Biz de baktık baktık o yıllar sonunda hocayı hocamız edinerek dinledik. Sonra zaten bütün ailem de hoca edindi yakın arkadaşlarım da çünkü herkes çok sevmişti hocamızı. Zaten sonra bütün şehre sevdirdik nerdeyse çok şükür. Şimdi hasreti ile yokluğunu ve boşluğunu bize hiç bir şeyin unutturamayacağı ile yüzleşiyoruz. Cemaleddin Çelebi Hazretlerinin talebesi, Sıdkı Babanın Cemaleddin Çelebi için yazdığı Azmı Rah eyledin gurbet elleri eğlenme sevgili Sultan'ım tez gel türküsünü dinleyip dinleyip az ağlaşmadık sağlığında ve az çilesini çekmedik gerçekten. Üst düzey temaslar aldık liderler düzeyinde alaka gördük ama hepsine de hocam yoksa biz de yokuz dedik ki hocam bizim başımızda da yok iken ve bizi kaderimize terk etmiş iken manyalleşmeler dışında ve çevresi sürekli bize itibar suikastı girişiminde bulunup dururken. Öyle sıdk ile bağlı idik birbirimize ki eminim o da bize çok bağlı idi esasen ve bunu 2019 mart seçimleri öncesi çok açık söylemişti artık bize verdiği değer o kadardı ki hatta bizim için bütün teşkilatı sıfırla çarptı herkesin içinde. Şimdi de tabi o zaman Hocamızın etrafını aileyi de kullanarak saran malum çete maalesef oğlunun etrafında ve resmen saçmalattırıyor rezil olmasını seyredip seyredip alkışlıyorlar. Hüseyin Baş zaten şımarık delisi sahte de olsa alkışı duydu mu coşuyor. Kendini Hocamın âlim ve arif postunda da oturmaya ehil görecek bıraksan nitekim duyuyoruz bazı saçma sapan biat törenleri falan üzülüyoruz ne kadar değeri var ise Hoca'nın hepsine çöktü parti ve siyaset ayağı ile. Peki, planı ne? Planı sadece CHP gibi baraj sorunu falan olmayan bir partinin listesine seçilebilir sırada yazılıp milletvekili olmak. Sonra! Sonra ne olacak? Sonrasının ne önemi var ona göre? Atatürk'ün gizlenen vasiyeti meselesini neden çıkardınız gündemden? Diye sordum yıllar evvel bir sözde hukukçu Genel Başkan yardımcısına bizim öyle bir gündemimiz de yok inancımızda demişti dümdük hayret etmiş idim.

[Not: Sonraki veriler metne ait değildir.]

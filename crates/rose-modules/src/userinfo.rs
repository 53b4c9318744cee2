//! Self-written "about me" text and bios written by others.

use std::sync::Arc;

use rose_core::UserId;
use rose_framework::{
    AccessControl, BoxError, Module, ModuleContext, ModuleDescriptor, Namespace, UpdateContext,
    on_command,
};

use crate::helpers::{MAX_INFO_LEN, Target, bind, extract_user};

pub const USERINFO: ModuleDescriptor = ModuleDescriptor::new("userinfo", create);

const HELP: &str = " - /setbio <text>: while replying, will save another user's bio.
 - /bio: will get your or another user's bio. This cannot be set by yourself.
 - /setme <text>: will set your info.
 - /me: will get your or another user's info.";

struct UserInfo {
    ns: Namespace,
    users: Namespace,
    access: Arc<AccessControl>,
}

fn me_key(user: UserId) -> String {
    format!("me:{user}")
}

fn bio_key(user: UserId) -> String {
    format!("bio:{user}")
}

impl UserInfo {
    fn text(&self, key: &str) -> Result<Option<String>, BoxError> {
        Ok(self.ns.get::<String>(key)?.filter(|t| !t.is_empty()))
    }

    /// The replied-to author, an explicit argument, or the sender.
    fn target(&self, ctx: &UpdateContext) -> Option<Target> {
        extract_user(ctx, &self.users).or_else(|| {
            ctx.sender().map(|user| Target {
                id: user.id,
                user: Some(user.clone()),
            })
        })
    }
}

fn create(ctx: &ModuleContext) -> Result<Module, BoxError> {
    let info = Arc::new(UserInfo {
        ns: ctx.namespace(),
        users: ctx.namespace_named("users"),
        access: ctx.access(),
    });

    let module = Module::new("userinfo")
        .display_name("Bios & Abouts")
        .help(HELP)
        .matcher(on_command("setme").handler(bind(&info, set_about_me)))
        .matcher(on_command("me").handler(bind(&info, about_me)))
        .matcher(on_command("setbio").handler(bind(&info, set_bio)))
        .matcher(on_command("bio").handler(bind(&info, about_bio)))
        .on_user_info(move |user| {
            let info = Arc::clone(&info);
            async move { profile_fragment(&info, user) }
        });

    Ok(module)
}

fn profile_fragment(info: &UserInfo, user: UserId) -> Result<String, BoxError> {
    let me = info.text(&me_key(user))?;
    let bio = info.text(&bio_key(user))?;
    Ok(match (me, bio) {
        (Some(me), Some(bio)) => {
            format!("*About user:*\n{me}\n\n*What others say:*\n{bio}")
        }
        (Some(me), None) => format!("*About user:*\n{me}"),
        (None, Some(bio)) => format!("*What others say:*\n{bio}"),
        (None, None) => String::new(),
    })
}

fn too_long(text: &str) -> Option<usize> {
    let len = text.chars().count();
    (len > MAX_INFO_LEN).then_some(len)
}

async fn set_about_me(info: Arc<UserInfo>, ctx: Arc<UpdateContext>) -> Result<(), BoxError> {
    let Some(sender) = ctx.sender_id() else {
        return Ok(());
    };
    let text = ctx.arg_text().trim();
    if text.is_empty() {
        ctx.reply("Just use /setme to set your own info.").await?;
        return Ok(());
    }

    // Sudo users may write the bot's own info by replying to it.
    let bot_id = ctx.bot().id();
    let replying_to_bot = ctx
        .replied()
        .and_then(|m| m.from.as_ref())
        .is_some_and(|u| u.id == bot_id);
    let target = if replying_to_bot && info.access.is_sudo(sender) {
        bot_id
    } else {
        sender
    };

    if let Some(len) = too_long(text) {
        ctx.reply(&format!(
            "The info needs to be under {MAX_INFO_LEN} characters! You have {len}."
        ))
        .await?;
        return Ok(());
    }

    info.ns.set(&me_key(target), text)?;
    let done = if target == bot_id {
        "Updated my info!"
    } else {
        "Updated your info!"
    };
    ctx.reply(done).await?;
    Ok(())
}

async fn about_me(info: Arc<UserInfo>, ctx: Arc<UpdateContext>) -> Result<(), BoxError> {
    let Some(target) = info.target(&ctx) else {
        return Ok(());
    };
    let text = match info.text(&me_key(target.id))? {
        Some(me) => format!("*{}*:\n{me}", target.display_name()),
        None if Some(target.id) == ctx.sender_id() => {
            "You haven't set an info message about yourself yet!".to_string()
        }
        None => format!(
            "{} hasn't set an info message about themselves yet!",
            target.display_name()
        ),
    };
    ctx.reply(&text).await?;
    Ok(())
}

async fn set_bio(info: Arc<UserInfo>, ctx: Arc<UpdateContext>) -> Result<(), BoxError> {
    let Some(sender) = ctx.sender_id() else {
        return Ok(());
    };
    let Some(target) = ctx.replied().and_then(|m| m.from.clone()) else {
        ctx.reply("Reply to someone's message to set their bio!")
            .await?;
        return Ok(());
    };

    let bot_id = ctx.bot().id();
    let refusal = if target.id == sender {
        Some("Ha, you can't set your own bio! You're at the mercy of others here...")
    } else if target.id == bot_id && !info.access.is_sudo(sender) {
        Some("Only sudo users can update my bio.")
    } else if info.access.is_owner(target.id) && !info.access.is_owner(sender) {
        Some("You can't modify the owner's bio")
    } else {
        None
    };
    if let Some(refusal) = refusal {
        ctx.reply(refusal).await?;
        return Ok(());
    }

    let text = ctx.arg_text().trim();
    if text.is_empty() {
        ctx.reply("Give me some text to set as their bio!").await?;
        return Ok(());
    }
    if let Some(len) = too_long(text) {
        ctx.reply(&format!(
            "Bio needs to be under {MAX_INFO_LEN} characters! You tried to set {len}."
        ))
        .await?;
        return Ok(());
    }

    info.ns.set(&bio_key(target.id), text)?;
    ctx.reply(&format!("Updated {}'s bio!", target.first_name))
        .await?;
    Ok(())
}

async fn about_bio(info: Arc<UserInfo>, ctx: Arc<UpdateContext>) -> Result<(), BoxError> {
    let Some(target) = info.target(&ctx) else {
        return Ok(());
    };
    let text = match info.text(&bio_key(target.id))? {
        Some(bio) => format!("*{}*:\n{bio}", target.display_name()),
        None if Some(target.id) == ctx.sender_id() => {
            "You haven't had a bio set about yourself yet!".to_string()
        }
        None => format!(
            "{} hasn't had a message set about themselves yet!",
            target.display_name()
        ),
    };
    ctx.reply(&text).await?;
    Ok(())
}

#[cfg(test)]
mod tests {
    use super::*;
    use crate::helpers::testing::*;
    use rose_core::testing::RecordingBot;
    use rose_framework::{MemoryStore, ModuleEnv};

    fn env() -> ModuleEnv {
        let access = AccessControl::new(Some(UserId(99))).with_sudo([UserId(98)]);
        ModuleEnv::new(Arc::new(MemoryStore::new()), access)
    }

    #[tokio::test]
    async fn test_setme_and_me() {
        let env = env();
        let (_, dispatcher) = load(USERINFO, &env);
        let bot = RecordingBot::new("rose_bot");
        let alice = user(7, "Alice");

        dispatcher
            .dispatch(group_message(&alice, "/me"), bot.clone())
            .await;
        dispatcher
            .dispatch(group_message(&alice, "/setme I like tea"), bot.clone())
            .await;
        dispatcher
            .dispatch(group_reply(&user(8, "Bob"), "/me", &alice), bot.clone())
            .await;
        assert_eq!(
            bot.sent_texts(),
            [
                "You haven't set an info message about yourself yet!",
                "Updated your info!",
                "*Alice*:\nI like tea",
            ]
        );
    }

    #[tokio::test]
    async fn test_setme_length_limit() {
        let env = env();
        let (_, dispatcher) = load(USERINFO, &env);
        let bot = RecordingBot::new("rose_bot");
        let long = "a".repeat(MAX_INFO_LEN + 1);

        dispatcher
            .dispatch(group_message(&user(7, "Alice"), &format!("/setme {long}")), bot.clone())
            .await;
        assert_eq!(
            bot.sent_texts(),
            ["The info needs to be under 1024 characters! You have 1025."]
        );
        assert!(env.context_for("userinfo").namespace().keys().is_empty());
    }

    #[tokio::test]
    async fn test_setbio_rules() {
        let env = env();
        let (_, dispatcher) = load(USERINFO, &env);
        let bot = RecordingBot::new("rose_bot");
        let alice = user(7, "Alice");
        let owner = user(99, "Owner");
        let me = user(1, "Rose");

        for (from, text, to) in [
            (&alice, "/setbio cool", &alice),
            (&alice, "/setbio cool", &owner),
            (&alice, "/setbio cool", &me),
            (&owner, "/setbio Friendly", &alice),
        ] {
            dispatcher
                .dispatch(group_reply(from, text, to), bot.clone())
                .await;
        }
        dispatcher
            .dispatch(group_message(&alice, "/setbio nobody"), bot.clone())
            .await;

        assert_eq!(
            bot.sent_texts(),
            [
                "Ha, you can't set your own bio! You're at the mercy of others here...",
                "You can't modify the owner's bio",
                "Only sudo users can update my bio.",
                "Updated Alice's bio!",
                "Reply to someone's message to set their bio!",
            ]
        );
    }

    #[tokio::test]
    async fn test_user_info_fragment() {
        let env = env();
        let (module, _) = load(USERINFO, &env);
        let ns = env.context_for("userinfo").namespace();
        let fragment = module.user_info_fn().unwrap();

        assert_eq!(fragment(UserId(7)).await.unwrap(), "");

        ns.set("bio:7", "Friendly").unwrap();
        assert_eq!(
            fragment(UserId(7)).await.unwrap(),
            "*What others say:*\nFriendly"
        );

        ns.set("me:7", "I like tea").unwrap();
        assert_eq!(
            fragment(UserId(7)).await.unwrap(),
            "*About user:*\nI like tea\n\n*What others say:*\nFriendly"
        );
    }
}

Biz, Atatürk'ün gizlenen vasiyeti var dedik diye eza görüyoruz bunlar yok diyorlar, “Biz, inanmıyoruz efsane diyorlar.” nasıl iş ve nasıl dava adamlığı bu demiştim o zaman. Heriflerin umuru bile değil Lütfullah idi galiba adı hocamı Mustafa Erarslan’ın açtığı saçma sapan iftira davasından ceza almak ve hapse girmekle korkutup siyasi temaslara girmesini ve hamleler yapmasını önleyen avukat arkadaş. Bu arada bana telefon da çok açık dedi Meltem TV genel müdürü Sabri Terzi bey, “Hocam'ın mahkemesi bitip beraat almadan hocamı seninle görüştüremeyiz oğlum seninle görüşür ise siyaset bastırır hocama hiç suçsuz ceza verir diye korkuyoruz açıkçası demişti.” Neyse, şimdikiler sadece aynı Özgür Özel'in Atatürk'ü Bahçeli'nin Türkeş'i sadece ihtiyaç olunca gündem edip istismar ettiği gibi Haydar Baş beyefendiyi istismar ediyorlar o kadar? Ne ekonomiye dair çözümlerini gündem ediyorlar doğru dürüst nede Ehlibeyt yolundan dem vuran var içlerinde. Bütün planları bir avuç insan ile algı yönetip halkta karşılığı varmış gibi gözükerek başka Parti Genel Başkanlarının ilgisine girip listeden yer bulmak. Hiç kuruluş felsefesi dile getirirken de görmedik tabi beyzadeleri, işleri güçleri şov o kadar ki davul bile çalıyorlar kamera önünde ama neredeyse hiç Haydar Baş davulu çalmıyorlar. Aynı taklit ve takip ettikleri İmamoğlu ve Özgür Özel'in Atatürk'e ettiği ihanet gibi belki kendilerinin bile çok farkında olmadıkları bir ihanetin içindeler. Keşke hocamı büyük bilselerdi ve biz nasıl O’nun sözü veya oluru dışında plan yapmamış isek, başka siyasiler ile kafamıza göre ve nasıl arkasından iş çevirmemeyi bu çok zor şartlarda başarmış isek. Onlar da büyük bilip Hocama danışsalar ve nasihat ve vasiyetlerini dinleseler idi. Her biri kendi Genel Başkanlığını Kurdu ve Hüseyin Baş'a hiç çaktırmadan, hatta şımartır iken en büyük kötülükleri maalesef ettiler ve gönüllü olduğu için Hüseyin Baş, biz de müdahale bile edemedik seyrettik bugüne değin.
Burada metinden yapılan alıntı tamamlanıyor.